TASK REQUIREMENTS :: Lines from the beginning of the data below through the one containing "#[command(subcommand)]" are to be printed exactly as they appear.

DATASET RECORDS ::

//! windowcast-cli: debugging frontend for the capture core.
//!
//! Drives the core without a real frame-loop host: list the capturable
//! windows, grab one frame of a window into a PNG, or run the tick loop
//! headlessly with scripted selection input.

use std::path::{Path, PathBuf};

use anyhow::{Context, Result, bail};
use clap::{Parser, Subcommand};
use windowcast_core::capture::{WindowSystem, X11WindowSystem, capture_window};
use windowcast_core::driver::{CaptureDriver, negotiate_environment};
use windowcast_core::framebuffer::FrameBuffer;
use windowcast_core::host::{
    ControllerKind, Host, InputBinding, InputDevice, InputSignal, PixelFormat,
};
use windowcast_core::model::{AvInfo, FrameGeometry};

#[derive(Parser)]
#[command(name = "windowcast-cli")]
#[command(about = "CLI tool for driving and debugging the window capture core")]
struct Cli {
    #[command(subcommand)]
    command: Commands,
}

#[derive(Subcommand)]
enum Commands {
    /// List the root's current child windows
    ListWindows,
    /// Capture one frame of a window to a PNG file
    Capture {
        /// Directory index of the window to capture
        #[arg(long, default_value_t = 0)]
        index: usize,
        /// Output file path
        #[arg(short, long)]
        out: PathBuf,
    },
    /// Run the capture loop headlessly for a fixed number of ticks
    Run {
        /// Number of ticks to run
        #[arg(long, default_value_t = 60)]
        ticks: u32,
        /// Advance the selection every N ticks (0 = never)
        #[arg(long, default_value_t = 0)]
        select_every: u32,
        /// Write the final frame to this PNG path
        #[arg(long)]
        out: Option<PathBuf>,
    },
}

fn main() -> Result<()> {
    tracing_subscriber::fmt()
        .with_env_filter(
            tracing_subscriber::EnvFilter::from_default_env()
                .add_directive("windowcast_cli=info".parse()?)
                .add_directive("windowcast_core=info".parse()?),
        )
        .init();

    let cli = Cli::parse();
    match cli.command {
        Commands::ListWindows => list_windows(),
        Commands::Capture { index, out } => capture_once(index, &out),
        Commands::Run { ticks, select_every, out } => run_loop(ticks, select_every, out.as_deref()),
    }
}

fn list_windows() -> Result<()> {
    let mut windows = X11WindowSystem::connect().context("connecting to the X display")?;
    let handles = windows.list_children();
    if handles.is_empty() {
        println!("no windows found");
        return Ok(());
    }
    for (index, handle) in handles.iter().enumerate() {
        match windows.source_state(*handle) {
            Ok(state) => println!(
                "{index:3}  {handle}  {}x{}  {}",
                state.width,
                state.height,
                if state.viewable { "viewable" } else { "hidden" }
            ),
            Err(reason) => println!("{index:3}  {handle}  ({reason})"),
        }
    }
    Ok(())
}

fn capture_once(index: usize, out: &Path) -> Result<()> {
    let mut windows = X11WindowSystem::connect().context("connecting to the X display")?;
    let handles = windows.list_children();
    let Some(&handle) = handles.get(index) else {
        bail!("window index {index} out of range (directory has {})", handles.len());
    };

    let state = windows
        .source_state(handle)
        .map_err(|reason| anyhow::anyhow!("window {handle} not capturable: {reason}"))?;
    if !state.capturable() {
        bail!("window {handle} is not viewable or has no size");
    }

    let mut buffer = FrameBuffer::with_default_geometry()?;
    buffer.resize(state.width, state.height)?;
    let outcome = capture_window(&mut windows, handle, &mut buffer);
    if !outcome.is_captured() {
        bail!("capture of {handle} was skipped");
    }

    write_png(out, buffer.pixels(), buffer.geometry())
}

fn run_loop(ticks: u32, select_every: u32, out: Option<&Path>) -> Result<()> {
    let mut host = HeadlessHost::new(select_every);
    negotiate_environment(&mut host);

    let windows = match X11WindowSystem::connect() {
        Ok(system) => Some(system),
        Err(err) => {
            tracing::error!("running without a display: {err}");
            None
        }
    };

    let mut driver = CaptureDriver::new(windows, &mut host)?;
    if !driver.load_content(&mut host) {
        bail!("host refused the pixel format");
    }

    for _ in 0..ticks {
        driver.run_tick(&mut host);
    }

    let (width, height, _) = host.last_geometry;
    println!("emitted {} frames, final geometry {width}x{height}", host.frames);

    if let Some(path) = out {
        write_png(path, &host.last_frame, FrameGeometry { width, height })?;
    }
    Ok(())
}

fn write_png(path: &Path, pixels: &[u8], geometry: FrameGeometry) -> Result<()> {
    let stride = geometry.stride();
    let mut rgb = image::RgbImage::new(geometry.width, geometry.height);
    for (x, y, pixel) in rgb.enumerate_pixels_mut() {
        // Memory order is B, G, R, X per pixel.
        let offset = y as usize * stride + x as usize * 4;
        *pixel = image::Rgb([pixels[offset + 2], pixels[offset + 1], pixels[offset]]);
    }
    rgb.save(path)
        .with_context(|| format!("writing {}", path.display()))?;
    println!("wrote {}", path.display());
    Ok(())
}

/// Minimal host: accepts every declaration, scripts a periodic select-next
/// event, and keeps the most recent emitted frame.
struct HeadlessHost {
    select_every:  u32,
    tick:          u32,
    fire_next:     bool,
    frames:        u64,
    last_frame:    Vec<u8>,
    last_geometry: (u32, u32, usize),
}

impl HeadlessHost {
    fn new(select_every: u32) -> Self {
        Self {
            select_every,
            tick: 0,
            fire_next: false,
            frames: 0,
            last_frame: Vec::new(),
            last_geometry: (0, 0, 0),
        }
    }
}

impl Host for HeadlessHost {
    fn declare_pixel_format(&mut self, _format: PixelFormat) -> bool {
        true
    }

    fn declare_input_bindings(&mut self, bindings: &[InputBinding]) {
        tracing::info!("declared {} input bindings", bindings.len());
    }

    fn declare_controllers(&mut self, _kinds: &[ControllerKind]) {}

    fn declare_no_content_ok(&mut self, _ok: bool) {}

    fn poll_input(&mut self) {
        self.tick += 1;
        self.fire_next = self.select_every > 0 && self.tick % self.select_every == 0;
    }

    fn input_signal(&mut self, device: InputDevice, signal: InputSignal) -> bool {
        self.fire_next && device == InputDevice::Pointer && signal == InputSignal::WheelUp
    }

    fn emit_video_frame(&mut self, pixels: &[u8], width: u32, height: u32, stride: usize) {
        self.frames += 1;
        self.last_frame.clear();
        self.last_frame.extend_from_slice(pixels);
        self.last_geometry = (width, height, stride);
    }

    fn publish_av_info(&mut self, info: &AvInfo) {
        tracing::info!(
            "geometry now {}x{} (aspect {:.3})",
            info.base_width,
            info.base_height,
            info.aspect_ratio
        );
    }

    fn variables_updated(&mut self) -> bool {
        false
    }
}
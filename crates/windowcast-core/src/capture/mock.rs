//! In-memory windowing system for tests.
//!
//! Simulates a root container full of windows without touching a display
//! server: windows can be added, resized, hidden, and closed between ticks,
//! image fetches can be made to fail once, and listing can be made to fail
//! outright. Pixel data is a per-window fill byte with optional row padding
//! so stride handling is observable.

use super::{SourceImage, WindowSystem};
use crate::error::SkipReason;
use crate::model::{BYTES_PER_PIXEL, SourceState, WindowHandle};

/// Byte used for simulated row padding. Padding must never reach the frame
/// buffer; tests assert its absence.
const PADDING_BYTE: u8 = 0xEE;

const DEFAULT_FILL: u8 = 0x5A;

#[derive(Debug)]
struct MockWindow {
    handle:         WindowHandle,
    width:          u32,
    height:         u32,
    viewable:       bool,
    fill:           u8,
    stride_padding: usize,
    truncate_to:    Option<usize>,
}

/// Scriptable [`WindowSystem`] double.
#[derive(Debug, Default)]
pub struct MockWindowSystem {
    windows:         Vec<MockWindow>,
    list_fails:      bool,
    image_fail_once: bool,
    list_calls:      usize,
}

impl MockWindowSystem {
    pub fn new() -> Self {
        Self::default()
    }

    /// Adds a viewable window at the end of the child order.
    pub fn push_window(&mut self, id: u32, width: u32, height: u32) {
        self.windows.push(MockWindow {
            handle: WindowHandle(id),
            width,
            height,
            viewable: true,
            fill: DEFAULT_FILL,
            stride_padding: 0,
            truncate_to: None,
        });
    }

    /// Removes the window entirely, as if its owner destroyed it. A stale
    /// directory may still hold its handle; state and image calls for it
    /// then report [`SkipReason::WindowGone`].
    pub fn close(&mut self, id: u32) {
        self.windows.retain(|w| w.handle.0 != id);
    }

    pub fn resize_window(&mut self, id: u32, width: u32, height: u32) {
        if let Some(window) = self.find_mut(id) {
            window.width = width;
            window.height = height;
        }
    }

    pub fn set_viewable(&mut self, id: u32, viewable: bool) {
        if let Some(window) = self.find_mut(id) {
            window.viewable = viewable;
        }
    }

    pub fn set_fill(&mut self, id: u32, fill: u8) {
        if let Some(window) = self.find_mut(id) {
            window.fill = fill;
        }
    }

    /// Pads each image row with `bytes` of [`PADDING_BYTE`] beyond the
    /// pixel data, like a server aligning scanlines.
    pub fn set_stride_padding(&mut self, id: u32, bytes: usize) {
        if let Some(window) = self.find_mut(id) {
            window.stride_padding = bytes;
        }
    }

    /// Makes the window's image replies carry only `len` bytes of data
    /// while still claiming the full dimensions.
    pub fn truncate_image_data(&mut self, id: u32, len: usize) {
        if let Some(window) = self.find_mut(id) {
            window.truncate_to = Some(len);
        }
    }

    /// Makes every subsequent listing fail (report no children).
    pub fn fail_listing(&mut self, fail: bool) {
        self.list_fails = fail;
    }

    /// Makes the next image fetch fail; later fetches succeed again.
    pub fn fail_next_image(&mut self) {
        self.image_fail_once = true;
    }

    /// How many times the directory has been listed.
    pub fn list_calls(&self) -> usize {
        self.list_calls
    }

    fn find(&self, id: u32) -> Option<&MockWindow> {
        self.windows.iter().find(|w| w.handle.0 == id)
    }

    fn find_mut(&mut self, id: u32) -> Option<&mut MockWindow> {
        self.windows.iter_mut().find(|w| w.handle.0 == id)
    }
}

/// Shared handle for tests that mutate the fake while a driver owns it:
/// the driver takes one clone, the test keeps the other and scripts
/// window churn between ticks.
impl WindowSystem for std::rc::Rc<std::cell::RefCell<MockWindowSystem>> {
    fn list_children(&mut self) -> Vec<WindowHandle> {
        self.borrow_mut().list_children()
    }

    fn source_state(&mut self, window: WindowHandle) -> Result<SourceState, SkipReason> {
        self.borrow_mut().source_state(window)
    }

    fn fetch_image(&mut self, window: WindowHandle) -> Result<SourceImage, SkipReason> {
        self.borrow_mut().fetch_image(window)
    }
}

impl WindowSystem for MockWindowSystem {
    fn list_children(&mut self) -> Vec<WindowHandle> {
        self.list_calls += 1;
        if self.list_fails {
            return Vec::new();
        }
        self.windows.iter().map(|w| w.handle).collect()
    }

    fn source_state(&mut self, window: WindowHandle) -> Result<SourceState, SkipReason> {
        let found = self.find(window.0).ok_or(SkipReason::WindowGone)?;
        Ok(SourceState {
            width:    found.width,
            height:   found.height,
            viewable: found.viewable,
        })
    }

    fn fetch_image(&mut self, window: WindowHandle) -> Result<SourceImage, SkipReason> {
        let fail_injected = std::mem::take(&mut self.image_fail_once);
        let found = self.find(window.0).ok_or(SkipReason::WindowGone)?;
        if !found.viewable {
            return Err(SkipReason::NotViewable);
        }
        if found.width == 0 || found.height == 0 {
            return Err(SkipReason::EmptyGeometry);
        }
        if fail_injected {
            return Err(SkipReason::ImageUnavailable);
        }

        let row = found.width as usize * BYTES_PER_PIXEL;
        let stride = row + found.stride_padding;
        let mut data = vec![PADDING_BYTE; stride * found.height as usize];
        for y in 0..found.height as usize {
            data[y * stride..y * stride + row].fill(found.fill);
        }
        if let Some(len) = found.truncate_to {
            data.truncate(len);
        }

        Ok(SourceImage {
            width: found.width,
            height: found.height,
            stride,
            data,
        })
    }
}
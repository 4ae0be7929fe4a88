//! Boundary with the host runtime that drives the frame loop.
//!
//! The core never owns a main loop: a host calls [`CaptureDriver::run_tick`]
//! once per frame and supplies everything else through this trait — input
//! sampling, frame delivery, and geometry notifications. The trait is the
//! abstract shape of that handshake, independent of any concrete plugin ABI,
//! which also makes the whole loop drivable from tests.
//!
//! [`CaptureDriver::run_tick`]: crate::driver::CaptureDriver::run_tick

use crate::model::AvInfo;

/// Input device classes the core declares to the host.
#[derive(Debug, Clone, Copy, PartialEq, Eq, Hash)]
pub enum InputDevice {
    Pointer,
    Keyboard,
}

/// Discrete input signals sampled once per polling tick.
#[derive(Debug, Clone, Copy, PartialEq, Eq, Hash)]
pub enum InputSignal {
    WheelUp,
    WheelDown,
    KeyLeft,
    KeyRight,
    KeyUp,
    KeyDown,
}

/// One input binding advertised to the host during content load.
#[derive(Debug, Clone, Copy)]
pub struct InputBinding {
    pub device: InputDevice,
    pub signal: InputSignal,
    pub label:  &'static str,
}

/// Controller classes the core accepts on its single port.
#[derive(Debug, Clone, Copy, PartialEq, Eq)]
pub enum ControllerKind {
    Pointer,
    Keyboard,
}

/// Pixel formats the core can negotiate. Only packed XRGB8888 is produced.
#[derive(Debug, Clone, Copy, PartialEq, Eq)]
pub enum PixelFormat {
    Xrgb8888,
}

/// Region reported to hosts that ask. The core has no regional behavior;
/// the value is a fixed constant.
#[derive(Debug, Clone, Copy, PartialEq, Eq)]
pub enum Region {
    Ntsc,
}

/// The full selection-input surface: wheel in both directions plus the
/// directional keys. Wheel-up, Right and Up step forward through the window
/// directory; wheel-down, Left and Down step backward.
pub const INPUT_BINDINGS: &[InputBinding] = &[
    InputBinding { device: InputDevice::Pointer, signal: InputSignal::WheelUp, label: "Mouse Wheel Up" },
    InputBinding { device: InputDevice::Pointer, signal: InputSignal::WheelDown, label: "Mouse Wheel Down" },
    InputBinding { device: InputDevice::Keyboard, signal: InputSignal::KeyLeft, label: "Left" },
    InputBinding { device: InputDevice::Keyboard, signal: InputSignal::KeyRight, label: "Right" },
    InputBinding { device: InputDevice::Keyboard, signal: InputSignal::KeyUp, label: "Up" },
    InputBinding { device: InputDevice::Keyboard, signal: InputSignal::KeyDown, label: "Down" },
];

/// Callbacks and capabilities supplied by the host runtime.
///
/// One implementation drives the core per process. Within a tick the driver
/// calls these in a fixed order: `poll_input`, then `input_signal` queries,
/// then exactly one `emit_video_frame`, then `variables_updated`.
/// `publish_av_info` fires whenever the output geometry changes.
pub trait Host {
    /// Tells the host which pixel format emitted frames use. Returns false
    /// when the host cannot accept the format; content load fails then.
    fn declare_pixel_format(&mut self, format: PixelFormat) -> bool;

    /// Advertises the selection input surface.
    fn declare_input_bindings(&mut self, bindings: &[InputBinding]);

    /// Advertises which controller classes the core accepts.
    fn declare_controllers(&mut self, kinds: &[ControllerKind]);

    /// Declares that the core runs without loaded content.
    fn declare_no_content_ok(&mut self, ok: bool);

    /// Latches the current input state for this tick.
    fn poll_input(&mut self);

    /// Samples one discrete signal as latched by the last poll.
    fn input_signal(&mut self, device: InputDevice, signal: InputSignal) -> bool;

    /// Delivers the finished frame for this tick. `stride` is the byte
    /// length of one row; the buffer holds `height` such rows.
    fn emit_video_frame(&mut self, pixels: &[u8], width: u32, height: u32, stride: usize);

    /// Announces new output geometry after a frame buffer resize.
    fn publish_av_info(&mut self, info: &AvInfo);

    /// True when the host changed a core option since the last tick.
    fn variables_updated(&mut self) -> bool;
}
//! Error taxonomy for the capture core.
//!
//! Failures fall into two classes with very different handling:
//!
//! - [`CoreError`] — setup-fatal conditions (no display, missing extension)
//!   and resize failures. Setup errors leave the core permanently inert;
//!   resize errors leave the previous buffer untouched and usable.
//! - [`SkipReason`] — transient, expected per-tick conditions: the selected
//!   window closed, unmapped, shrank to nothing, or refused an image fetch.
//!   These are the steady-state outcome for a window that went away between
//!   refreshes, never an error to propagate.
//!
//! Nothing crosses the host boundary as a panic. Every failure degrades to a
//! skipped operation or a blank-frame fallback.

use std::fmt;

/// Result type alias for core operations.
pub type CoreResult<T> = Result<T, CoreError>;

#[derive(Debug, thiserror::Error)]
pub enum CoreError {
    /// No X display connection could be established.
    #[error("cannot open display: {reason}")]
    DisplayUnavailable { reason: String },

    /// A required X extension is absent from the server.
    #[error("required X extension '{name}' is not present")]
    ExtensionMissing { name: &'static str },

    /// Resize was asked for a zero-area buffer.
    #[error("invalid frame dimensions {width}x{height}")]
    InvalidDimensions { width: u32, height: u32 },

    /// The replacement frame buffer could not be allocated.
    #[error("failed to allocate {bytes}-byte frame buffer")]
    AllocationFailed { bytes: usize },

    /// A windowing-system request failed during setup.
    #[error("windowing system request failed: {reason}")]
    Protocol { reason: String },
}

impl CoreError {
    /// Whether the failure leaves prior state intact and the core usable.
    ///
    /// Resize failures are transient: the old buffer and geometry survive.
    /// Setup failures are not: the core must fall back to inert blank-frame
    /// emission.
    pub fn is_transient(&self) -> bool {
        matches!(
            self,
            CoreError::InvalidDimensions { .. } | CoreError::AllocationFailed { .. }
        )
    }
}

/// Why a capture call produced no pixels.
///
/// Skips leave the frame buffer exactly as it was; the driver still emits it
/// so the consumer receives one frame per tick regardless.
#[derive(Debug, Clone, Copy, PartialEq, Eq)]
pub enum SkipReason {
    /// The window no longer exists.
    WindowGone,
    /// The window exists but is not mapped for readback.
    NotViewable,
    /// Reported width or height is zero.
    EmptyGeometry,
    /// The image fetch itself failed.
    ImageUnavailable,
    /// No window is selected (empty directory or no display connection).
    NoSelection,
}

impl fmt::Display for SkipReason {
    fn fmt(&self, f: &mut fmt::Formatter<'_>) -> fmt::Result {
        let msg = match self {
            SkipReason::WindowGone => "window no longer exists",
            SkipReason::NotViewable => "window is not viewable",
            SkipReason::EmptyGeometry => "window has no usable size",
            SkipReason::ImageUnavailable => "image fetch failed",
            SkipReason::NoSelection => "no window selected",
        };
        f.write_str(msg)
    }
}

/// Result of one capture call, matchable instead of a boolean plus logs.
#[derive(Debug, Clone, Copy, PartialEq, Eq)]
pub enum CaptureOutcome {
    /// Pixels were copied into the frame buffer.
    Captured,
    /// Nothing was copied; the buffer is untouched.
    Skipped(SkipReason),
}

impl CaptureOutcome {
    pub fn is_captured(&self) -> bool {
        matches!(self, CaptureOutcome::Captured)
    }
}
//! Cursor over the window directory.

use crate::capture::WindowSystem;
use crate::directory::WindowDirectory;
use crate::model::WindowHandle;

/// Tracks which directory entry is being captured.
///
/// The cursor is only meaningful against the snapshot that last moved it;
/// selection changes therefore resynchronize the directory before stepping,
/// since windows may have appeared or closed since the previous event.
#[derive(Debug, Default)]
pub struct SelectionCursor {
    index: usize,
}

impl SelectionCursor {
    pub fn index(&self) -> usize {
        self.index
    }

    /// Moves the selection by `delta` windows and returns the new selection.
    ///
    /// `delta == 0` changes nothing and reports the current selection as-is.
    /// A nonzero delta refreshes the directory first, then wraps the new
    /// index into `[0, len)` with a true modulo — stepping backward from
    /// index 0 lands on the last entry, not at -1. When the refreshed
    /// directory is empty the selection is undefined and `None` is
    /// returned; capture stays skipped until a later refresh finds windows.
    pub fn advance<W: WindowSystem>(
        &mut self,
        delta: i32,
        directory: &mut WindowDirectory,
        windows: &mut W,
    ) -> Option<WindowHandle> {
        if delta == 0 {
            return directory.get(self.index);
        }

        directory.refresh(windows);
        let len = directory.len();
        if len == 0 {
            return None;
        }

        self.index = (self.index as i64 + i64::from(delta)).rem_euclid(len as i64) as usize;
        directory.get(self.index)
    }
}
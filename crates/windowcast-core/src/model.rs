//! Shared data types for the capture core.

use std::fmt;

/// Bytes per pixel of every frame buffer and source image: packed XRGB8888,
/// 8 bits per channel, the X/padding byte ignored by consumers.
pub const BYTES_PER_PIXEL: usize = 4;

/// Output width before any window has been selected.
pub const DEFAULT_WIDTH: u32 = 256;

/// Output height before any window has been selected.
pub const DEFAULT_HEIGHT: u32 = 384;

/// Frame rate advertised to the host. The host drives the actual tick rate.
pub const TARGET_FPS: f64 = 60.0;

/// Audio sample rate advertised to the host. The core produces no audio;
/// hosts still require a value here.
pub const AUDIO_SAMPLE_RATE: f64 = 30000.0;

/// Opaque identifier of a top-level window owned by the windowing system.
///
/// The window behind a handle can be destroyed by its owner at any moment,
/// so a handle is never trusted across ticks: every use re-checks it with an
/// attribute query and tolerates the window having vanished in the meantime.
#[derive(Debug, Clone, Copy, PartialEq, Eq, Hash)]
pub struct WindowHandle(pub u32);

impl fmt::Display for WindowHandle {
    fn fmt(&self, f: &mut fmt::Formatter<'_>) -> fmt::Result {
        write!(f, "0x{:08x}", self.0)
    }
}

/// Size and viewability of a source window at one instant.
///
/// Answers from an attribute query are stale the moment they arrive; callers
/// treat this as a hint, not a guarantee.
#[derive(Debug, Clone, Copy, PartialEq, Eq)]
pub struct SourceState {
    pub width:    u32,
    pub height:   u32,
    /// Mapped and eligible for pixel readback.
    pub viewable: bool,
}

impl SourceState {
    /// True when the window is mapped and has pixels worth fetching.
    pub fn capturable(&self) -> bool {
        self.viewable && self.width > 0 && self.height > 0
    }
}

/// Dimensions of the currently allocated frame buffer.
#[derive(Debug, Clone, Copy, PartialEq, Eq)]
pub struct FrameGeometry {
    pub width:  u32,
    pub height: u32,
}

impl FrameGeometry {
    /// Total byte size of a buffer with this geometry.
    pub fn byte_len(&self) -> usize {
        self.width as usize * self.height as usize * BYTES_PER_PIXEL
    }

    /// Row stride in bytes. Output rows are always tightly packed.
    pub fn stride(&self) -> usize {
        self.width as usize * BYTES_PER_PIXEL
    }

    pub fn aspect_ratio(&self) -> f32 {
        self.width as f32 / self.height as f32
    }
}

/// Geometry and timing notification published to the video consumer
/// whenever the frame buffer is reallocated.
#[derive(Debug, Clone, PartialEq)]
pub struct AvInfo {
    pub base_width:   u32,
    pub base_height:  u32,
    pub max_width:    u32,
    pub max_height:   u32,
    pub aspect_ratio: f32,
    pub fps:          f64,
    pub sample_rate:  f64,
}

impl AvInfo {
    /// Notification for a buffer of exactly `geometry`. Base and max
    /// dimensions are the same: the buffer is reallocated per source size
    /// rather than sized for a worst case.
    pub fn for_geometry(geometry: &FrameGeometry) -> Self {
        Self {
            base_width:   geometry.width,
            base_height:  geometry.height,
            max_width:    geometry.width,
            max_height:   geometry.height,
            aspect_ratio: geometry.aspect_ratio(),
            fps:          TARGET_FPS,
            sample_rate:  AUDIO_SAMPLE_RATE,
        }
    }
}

THE ANSWER ::
//! windowcast-cli: debugging frontend for the capture core.
//!
//! Drives the core without a real frame-loop host: list the capturable
//! windows, grab one frame of a window into a PNG, or run the tick loop
//! headlessly with scripted selection input.

use std::path::{Path, PathBuf};

use anyhow::{Context, Result, bail};
use clap::{Parser, Subcommand};
use windowcast_core::capture::{WindowSystem, X11WindowSystem, capture_window};
use windowcast_core::driver::{CaptureDriver, negotiate_environment};
use windowcast_core::framebuffer::FrameBuffer;
use windowcast_core::host::{
    ControllerKind, Host, InputBinding, InputDevice, InputSignal, PixelFormat,
};
use windowcast_core::model::{AvInfo, FrameGeometry};

#[derive(Parser)]
#[command(name = "windowcast-cli")]
#[command(about = "CLI tool for driving and debugging the window capture core")]
struct Cli {
    #[command(subcommand)]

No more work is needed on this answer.